The pharmaceutical industry plays a crucial role in driving global economic growth but also poses substantial environmental challenges, particularly in the efficient treatment of production wastewater. This study investigates the efficacy of micro-nano bubble (MNB) ozonation for treating high-strength ibuprofen (IBU)-laden wastewater (49.9 ± 2.3 mg/L) and mitigating its inhibitory effects on the anaerobic digestion (AD) of intralipid (IL)-laden wastewater. Our findings demonstrated that MNB ozonation achieved a 99.0 % removal efficiency of IBU within 70 min, significantly surpassing the 69.8 % efficiency observed with conventional ozonation under optimal conditions. Both conventional and MNB ozonation primarily transformed IBU through oxidation processes, including hydroxylation and the conversion of CH bonds to C = O groups, along with carbon cleavage. However, MNB ozonation markedly reduced the toxicity of IBU-laden wastewater by further transforming toxic by-products, particularly under mildly alkaline conditions (pH 7.2 and 9.0). This reduction in toxicity led to a significant improvement in subsequent AD performance; specifically, a 70-min MNB ozonation pretreatment enhanced methane production by 48.1 %, increased chemical oxygen demand removal by 35.6 %, and reduced fatty acid accumulation compared to the control without pretreatment. Additionally, the effluent from MNB ozonation positively impacted the microbial community, particularly by enriching syntrophic bacteria and methanogens. Overall, these findings offered new insights into the behavior and toxicity of IBU oxidation by-products in both conventional and MNB ozonation processes.
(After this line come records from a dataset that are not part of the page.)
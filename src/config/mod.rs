//! Configuration management subsystem.
//!
//! # Data Flow
//! ```text
//! config file (TOML)
//!     → loader.rs (parse & deserialize)
//!     → validation.rs (semantic checks)
//!     → ServerConfig (validated, immutable)
//!     → listener groups built from it at startup
//! ```
//!
//! # Design Decisions
//! - Config is immutable once loaded; changes require a restart
//! - All fields have defaults to allow minimal configs
//! - Validation separates syntactic (serde) from semantic checks

pub mod loader;
pub mod schema;
pub mod validation;

pub use loader::{load_config, ConfigError};
pub use schema::{CorsConfig, EndpointConfig, ServerConfig, TlsConfig};
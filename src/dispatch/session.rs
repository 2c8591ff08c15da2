//! Session façade handed to handler code.

use std::any::Any;
use std::fmt;
use std::sync::Arc;

use bytes::Bytes;
use dashmap::DashMap;

use super::connection::{Transport, TransportError};

/// Attribute a pre-handshake hook sets to request sub-protocol negotiation.
pub const SUBPROTOCOLS_ATTR: &str = "subprotocols";

type AttrValue = Arc<dyn Any + Send + Sync>;

/// Thin, clonable façade over one live connection.
///
/// Created exactly once per connection when it is admitted and detached when
/// it closes; handler code uses it to send frames, close, and keep named
/// connection-scoped attributes.
#[derive(Clone)]
pub struct Session {
    transport: Arc<dyn Transport>,
    attrs: Arc<DashMap<String, AttrValue>>,
}

impl Session {
    pub(crate) fn new(transport: Arc<dyn Transport>) -> Self {
        Self {
            transport,
            attrs: Arc::new(DashMap::new()),
        }
    }

    pub fn send_text(&self, text: &str) -> Result<(), TransportError> {
        self.transport.send_text(text)
    }

    pub fn send_binary(&self, data: impl Into<Bytes>) -> Result<(), TransportError> {
        self.transport.send_binary(data.into())
    }

    pub fn close(&self) {
        self.transport.close();
    }

    pub fn is_active(&self) -> bool {
        self.transport.is_active()
    }

    pub fn set_attr<T: Any + Send + Sync>(&self, name: impl Into<String>, value: T) {
        self.attrs.insert(name.into(), Arc::new(value));
    }

    /// Typed attribute lookup; `None` when absent or of another type.
    pub fn attr<T: Any + Send + Sync>(&self, name: &str) -> Option<Arc<T>> {
        let value = self.attrs.get(name)?.clone();
        value.downcast::<T>().ok()
    }

    pub fn remove_attr(&self, name: &str) {
        self.attrs.remove(name);
    }
}

impl fmt::Debug for Session {
    fn fmt(&self, f: &mut fmt::Formatter<'_>) -> fmt::Result {
        f.debug_struct("Session")
            .field("active", &self.is_active())
            .field("attrs", &self.attrs.len())
            .finish()
    }
}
Furthermore, this study proposed a novel strategy for the combined treatment of IBU- and IL-laden wastewaters, establishing a robust foundation for advancing MNB ozonation technology in engineered pharmaceutical wastewater treatment.

Keywords: Anaerobic digestion performance; Bacterial community structure; DFT calculation; Pharmaceutical wastewater; Transformation products.